YOUR ASSIGNMENT ->
Report each line of the data that contains the string "variables".

DATASET CONTENT ->
┌──

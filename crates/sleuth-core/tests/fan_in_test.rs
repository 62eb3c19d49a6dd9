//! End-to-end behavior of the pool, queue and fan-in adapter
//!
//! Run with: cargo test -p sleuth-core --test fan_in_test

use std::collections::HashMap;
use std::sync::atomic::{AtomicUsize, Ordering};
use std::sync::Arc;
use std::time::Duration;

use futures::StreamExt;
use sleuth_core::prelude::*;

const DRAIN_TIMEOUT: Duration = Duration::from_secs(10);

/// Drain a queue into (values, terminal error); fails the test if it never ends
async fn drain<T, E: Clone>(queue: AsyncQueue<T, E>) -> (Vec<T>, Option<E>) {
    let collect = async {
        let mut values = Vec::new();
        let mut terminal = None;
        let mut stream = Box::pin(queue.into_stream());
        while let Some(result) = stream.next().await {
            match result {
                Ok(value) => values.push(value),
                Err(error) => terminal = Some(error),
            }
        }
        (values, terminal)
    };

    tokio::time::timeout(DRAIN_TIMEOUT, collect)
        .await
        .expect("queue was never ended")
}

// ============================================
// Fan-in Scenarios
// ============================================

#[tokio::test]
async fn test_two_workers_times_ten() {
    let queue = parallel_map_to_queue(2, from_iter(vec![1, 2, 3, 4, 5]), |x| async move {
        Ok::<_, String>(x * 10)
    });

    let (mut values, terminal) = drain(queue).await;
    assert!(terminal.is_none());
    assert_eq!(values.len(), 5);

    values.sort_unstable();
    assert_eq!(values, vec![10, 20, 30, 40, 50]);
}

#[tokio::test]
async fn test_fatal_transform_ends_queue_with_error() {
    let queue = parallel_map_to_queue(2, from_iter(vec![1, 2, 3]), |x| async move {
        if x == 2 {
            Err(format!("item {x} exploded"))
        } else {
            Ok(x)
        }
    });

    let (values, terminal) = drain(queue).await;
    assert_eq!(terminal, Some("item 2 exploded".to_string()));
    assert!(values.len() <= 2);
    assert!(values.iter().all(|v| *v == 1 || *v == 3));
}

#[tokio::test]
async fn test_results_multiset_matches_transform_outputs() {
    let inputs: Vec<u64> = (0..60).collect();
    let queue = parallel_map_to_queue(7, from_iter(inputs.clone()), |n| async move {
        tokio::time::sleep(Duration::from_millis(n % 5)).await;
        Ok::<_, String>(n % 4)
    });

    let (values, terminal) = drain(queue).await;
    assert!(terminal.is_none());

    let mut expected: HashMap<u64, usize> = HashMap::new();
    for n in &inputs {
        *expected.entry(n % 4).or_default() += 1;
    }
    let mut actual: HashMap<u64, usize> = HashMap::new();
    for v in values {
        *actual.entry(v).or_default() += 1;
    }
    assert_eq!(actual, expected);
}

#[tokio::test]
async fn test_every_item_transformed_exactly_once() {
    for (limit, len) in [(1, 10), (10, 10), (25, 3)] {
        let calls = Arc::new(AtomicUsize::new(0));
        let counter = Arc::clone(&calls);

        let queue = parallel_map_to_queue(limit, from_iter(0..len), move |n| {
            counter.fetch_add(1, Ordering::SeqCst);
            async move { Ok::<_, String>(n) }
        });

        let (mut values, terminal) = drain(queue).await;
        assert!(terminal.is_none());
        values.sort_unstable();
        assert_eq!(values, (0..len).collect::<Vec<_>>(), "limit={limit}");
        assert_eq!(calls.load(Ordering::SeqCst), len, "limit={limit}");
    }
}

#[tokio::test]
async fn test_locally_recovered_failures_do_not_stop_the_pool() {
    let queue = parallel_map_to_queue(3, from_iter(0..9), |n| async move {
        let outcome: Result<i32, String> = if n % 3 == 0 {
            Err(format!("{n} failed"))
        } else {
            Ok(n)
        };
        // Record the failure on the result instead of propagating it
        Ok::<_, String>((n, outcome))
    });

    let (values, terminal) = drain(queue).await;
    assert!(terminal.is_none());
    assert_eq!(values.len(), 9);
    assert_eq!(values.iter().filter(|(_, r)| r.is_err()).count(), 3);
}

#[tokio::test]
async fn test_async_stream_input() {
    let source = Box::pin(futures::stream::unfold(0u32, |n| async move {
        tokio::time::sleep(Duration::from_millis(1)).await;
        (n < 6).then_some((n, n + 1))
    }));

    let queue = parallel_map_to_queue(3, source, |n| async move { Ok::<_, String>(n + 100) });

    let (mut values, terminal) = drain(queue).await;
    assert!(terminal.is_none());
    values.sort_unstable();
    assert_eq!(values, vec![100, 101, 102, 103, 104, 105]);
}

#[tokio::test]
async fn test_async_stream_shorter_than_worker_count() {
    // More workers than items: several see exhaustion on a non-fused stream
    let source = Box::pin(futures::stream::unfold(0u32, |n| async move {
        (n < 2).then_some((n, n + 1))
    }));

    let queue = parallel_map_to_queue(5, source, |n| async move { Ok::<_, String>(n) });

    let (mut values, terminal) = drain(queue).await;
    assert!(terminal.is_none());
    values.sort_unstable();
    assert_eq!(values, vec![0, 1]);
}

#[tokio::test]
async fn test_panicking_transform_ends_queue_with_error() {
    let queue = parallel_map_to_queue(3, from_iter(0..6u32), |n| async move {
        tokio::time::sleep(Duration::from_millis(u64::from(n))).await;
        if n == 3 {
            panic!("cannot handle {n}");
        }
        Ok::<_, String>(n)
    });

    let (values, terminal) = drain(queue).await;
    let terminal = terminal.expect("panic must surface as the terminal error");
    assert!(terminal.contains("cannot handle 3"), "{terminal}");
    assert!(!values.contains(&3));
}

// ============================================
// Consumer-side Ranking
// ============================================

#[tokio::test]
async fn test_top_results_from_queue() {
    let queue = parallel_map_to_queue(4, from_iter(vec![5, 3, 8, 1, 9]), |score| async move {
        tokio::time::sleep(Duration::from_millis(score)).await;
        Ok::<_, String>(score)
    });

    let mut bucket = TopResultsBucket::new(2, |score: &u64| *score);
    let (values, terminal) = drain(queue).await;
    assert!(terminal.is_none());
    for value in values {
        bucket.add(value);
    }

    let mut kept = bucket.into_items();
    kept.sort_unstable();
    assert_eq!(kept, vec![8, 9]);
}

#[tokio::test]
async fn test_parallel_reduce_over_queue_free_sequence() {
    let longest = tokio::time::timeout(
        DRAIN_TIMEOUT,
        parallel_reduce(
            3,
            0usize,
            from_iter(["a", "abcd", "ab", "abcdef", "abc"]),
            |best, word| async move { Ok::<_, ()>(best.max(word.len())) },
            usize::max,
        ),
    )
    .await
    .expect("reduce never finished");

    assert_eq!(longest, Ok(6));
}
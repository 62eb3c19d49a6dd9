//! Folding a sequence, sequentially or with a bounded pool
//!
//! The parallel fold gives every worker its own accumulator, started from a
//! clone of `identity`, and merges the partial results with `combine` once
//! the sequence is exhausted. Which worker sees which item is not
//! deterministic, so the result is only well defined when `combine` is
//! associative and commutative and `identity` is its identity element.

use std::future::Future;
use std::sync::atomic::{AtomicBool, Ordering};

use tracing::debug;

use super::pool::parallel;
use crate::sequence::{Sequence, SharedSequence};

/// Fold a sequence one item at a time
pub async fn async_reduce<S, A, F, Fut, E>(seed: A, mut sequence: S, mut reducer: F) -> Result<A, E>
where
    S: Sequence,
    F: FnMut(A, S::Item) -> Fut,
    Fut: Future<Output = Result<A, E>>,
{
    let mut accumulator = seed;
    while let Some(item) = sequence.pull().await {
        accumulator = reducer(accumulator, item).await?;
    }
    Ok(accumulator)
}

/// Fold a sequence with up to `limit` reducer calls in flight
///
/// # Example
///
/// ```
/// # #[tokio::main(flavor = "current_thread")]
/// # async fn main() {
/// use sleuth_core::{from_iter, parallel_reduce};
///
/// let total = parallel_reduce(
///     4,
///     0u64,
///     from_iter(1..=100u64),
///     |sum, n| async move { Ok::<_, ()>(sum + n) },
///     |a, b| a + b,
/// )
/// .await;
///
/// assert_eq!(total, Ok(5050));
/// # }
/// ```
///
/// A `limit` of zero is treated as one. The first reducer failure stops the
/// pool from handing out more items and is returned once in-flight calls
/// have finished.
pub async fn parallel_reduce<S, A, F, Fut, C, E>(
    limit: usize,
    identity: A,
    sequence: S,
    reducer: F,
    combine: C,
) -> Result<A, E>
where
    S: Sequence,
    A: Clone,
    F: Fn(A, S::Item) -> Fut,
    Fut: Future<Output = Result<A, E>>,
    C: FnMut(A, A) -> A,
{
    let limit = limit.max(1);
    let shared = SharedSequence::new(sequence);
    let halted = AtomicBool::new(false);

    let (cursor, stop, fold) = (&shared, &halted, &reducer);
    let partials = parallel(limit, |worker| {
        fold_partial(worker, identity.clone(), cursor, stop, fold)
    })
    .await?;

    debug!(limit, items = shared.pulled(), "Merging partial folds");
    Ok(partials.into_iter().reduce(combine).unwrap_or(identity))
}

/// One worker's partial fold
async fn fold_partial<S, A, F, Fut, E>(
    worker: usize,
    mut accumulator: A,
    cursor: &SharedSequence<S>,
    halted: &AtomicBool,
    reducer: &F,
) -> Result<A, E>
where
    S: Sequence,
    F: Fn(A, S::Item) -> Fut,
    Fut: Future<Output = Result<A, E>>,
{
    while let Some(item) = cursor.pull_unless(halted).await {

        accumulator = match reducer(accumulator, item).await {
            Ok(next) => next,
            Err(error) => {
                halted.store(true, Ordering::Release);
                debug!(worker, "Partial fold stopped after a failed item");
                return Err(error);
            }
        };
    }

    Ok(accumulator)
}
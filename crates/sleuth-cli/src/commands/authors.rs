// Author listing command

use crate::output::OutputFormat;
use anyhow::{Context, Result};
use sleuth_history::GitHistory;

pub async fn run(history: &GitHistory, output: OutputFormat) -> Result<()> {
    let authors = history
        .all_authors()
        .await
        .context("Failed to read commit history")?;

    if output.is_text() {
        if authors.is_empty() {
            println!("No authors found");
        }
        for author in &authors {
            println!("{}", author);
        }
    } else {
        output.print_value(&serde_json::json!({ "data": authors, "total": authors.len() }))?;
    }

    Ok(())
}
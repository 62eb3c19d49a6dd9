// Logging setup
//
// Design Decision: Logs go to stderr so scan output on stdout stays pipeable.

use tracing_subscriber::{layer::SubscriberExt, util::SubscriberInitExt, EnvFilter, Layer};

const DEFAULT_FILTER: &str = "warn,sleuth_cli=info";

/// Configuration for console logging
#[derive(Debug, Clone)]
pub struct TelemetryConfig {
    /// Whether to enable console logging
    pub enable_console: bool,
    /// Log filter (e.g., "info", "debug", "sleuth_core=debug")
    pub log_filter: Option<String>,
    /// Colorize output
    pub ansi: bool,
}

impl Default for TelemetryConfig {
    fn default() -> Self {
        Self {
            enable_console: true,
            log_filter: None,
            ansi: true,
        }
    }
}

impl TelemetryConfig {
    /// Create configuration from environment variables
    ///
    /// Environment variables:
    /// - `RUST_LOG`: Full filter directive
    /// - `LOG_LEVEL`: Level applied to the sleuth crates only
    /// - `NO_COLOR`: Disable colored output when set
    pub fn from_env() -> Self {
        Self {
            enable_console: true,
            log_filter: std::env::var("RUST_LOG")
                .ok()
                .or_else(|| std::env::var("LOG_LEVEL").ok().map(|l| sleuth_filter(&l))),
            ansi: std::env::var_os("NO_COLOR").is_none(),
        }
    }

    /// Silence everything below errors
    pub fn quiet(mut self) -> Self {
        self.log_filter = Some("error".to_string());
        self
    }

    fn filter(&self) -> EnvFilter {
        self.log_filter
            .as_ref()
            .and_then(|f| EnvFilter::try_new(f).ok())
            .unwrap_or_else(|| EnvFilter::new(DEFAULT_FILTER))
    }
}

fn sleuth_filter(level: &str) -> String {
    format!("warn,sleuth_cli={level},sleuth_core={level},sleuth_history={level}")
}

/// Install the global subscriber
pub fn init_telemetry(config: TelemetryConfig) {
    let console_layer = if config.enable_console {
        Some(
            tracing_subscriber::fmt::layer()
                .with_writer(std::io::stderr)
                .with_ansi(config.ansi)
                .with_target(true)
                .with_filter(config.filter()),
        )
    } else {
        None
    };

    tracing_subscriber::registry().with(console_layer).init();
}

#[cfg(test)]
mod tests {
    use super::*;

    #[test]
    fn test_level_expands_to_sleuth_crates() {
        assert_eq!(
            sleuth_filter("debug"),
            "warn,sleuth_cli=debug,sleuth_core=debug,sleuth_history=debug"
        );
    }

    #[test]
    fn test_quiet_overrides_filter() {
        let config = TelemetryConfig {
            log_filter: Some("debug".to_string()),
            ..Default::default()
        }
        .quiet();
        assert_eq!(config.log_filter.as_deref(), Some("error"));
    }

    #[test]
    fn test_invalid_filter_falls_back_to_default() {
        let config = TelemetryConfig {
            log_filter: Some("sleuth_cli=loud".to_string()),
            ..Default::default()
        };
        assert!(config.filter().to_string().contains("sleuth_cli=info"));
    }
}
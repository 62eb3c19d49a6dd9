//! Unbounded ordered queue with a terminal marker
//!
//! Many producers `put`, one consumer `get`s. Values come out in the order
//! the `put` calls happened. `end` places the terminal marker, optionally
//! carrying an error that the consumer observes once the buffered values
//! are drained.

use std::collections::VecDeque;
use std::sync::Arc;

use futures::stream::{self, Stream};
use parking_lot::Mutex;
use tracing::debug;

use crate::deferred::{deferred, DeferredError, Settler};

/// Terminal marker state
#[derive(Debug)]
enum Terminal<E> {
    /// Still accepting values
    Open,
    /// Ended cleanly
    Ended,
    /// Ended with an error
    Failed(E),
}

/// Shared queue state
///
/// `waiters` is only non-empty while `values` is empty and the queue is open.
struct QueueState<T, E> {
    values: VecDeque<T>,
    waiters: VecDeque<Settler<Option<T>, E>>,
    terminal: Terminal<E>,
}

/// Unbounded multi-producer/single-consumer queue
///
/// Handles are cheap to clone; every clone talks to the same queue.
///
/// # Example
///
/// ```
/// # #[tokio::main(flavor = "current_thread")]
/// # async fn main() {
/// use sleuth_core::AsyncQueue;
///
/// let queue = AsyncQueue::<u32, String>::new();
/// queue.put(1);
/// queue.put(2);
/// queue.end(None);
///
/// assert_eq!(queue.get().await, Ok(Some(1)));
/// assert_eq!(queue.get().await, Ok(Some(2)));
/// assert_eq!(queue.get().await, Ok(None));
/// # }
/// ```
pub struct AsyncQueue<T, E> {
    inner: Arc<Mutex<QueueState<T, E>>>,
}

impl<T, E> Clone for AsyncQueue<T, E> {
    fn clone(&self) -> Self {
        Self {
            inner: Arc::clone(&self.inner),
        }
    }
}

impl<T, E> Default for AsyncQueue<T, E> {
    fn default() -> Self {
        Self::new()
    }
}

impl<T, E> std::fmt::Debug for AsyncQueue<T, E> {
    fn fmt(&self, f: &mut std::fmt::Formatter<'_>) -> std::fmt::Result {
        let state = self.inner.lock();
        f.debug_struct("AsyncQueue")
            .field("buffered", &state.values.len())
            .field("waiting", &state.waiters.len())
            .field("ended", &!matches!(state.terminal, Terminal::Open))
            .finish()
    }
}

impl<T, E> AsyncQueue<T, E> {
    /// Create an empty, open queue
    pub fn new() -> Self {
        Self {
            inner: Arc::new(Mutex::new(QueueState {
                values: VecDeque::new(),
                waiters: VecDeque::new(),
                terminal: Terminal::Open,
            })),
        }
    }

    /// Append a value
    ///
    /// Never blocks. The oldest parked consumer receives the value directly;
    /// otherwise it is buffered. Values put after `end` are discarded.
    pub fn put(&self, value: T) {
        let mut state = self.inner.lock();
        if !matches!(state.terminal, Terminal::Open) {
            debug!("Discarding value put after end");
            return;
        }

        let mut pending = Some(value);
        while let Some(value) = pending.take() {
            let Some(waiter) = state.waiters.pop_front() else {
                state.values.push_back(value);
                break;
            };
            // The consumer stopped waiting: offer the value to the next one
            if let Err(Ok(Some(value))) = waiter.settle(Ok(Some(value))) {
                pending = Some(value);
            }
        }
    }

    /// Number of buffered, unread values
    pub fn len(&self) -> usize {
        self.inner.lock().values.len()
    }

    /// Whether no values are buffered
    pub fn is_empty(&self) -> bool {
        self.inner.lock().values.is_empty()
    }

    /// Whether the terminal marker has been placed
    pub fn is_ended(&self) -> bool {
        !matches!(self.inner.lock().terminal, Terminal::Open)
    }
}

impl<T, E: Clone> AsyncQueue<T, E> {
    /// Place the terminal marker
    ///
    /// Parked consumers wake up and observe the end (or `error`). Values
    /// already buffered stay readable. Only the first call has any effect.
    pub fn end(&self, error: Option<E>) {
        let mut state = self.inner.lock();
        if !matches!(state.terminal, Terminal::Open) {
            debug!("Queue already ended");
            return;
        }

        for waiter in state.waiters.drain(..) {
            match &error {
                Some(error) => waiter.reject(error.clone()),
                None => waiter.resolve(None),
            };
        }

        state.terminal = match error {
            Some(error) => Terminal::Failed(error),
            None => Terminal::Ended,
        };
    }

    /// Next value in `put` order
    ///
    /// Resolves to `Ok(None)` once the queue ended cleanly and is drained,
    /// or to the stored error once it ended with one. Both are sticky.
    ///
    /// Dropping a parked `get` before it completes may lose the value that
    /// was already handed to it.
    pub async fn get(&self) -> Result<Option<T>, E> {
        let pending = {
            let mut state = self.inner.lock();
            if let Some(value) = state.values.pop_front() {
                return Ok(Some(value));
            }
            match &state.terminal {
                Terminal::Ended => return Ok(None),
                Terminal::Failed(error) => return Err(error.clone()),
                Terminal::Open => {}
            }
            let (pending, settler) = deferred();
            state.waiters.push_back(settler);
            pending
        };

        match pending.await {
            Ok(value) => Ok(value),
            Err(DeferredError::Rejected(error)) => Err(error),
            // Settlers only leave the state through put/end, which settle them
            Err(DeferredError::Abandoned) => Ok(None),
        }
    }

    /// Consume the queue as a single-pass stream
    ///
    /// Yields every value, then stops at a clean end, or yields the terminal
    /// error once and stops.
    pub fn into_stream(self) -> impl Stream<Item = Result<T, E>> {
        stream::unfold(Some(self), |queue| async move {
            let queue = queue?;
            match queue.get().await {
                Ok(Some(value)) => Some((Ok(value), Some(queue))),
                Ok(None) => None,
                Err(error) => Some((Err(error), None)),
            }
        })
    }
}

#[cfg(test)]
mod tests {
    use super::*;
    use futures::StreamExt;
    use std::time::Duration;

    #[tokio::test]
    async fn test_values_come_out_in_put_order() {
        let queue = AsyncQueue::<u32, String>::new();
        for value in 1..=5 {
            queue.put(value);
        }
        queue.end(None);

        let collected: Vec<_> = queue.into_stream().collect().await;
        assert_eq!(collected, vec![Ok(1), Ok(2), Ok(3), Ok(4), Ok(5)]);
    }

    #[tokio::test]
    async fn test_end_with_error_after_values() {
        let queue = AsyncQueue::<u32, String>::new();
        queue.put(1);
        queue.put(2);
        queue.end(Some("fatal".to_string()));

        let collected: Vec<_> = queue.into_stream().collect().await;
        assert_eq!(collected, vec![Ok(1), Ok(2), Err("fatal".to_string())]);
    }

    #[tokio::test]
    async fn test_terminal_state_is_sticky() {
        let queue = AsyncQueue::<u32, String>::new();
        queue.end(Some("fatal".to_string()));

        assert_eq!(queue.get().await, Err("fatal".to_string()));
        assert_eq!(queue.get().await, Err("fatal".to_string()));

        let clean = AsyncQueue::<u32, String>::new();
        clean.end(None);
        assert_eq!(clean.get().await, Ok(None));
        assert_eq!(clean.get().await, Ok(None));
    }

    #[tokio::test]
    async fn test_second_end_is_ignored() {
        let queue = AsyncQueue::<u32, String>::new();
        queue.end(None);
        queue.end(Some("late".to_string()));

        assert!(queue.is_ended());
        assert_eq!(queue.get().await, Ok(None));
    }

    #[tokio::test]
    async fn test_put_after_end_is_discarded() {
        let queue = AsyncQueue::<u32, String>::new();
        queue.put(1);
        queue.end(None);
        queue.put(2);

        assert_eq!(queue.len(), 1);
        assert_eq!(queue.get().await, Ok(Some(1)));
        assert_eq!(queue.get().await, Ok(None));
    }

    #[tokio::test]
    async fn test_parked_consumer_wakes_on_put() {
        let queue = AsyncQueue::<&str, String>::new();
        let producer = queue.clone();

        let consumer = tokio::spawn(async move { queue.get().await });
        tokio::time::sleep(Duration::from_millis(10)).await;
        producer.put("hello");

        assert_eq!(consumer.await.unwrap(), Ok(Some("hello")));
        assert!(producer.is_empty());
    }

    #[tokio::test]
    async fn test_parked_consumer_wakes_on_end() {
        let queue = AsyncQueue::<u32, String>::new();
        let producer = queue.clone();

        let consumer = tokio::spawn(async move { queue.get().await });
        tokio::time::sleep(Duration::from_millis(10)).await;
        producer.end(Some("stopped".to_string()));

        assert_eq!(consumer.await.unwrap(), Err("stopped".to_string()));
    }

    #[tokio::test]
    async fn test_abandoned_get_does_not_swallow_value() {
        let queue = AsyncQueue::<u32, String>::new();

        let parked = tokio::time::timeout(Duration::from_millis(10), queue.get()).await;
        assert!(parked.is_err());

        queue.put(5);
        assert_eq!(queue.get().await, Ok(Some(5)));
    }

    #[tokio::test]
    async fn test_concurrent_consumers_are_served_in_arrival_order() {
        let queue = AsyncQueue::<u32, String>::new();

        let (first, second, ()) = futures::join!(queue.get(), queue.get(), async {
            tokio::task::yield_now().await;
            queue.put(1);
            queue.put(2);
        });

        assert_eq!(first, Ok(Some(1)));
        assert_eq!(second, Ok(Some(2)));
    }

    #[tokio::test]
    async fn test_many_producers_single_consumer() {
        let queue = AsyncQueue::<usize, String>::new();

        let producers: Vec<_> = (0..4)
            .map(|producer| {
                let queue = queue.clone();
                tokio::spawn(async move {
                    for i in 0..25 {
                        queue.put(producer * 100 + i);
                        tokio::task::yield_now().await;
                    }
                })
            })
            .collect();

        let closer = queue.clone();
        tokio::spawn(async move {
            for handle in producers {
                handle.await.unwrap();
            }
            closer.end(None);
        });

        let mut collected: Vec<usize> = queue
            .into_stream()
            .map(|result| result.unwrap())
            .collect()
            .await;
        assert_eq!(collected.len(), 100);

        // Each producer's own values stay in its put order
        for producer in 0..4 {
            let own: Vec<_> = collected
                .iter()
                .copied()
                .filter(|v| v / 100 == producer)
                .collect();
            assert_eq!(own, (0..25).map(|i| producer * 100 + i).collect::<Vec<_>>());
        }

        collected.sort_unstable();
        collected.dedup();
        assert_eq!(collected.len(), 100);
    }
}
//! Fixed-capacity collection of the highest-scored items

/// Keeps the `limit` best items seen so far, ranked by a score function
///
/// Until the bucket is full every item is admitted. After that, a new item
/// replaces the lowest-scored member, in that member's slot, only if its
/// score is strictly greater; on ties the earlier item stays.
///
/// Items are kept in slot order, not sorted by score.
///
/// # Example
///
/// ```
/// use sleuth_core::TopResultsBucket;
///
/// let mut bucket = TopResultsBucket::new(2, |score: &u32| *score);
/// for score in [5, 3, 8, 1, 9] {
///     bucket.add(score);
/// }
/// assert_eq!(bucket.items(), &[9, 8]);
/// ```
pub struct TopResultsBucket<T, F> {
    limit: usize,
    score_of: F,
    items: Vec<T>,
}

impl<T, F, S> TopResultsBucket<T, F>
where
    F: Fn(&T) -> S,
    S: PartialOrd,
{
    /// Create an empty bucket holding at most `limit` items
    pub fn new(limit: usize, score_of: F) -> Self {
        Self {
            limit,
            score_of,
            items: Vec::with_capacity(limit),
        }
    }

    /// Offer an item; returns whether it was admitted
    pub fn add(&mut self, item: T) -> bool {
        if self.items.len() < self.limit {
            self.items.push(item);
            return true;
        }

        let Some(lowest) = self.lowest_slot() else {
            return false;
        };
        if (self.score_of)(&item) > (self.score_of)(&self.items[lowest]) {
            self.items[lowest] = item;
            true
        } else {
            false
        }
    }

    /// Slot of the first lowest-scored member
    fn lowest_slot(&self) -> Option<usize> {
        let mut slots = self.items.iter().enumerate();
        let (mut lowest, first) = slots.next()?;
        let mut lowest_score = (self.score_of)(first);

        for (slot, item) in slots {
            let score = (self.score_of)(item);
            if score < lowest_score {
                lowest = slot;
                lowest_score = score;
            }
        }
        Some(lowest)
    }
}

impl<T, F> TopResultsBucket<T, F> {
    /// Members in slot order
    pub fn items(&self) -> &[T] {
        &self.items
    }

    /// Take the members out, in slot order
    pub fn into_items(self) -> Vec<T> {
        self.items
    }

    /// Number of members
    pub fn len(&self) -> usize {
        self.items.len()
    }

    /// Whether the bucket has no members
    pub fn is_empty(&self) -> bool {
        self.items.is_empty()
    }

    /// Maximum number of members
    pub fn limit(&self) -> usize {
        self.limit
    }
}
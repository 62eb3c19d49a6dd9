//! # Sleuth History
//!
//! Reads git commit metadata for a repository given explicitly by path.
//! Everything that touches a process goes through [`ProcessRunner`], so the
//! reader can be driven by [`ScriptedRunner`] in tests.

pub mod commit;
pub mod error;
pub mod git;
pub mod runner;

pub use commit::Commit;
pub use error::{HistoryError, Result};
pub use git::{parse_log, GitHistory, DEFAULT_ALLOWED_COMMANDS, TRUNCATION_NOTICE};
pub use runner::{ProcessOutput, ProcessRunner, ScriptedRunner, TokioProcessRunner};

└──

RESPONSE TO THE EXERCISE ->
    /// Create configuration from environment variables
    /// Environment variables:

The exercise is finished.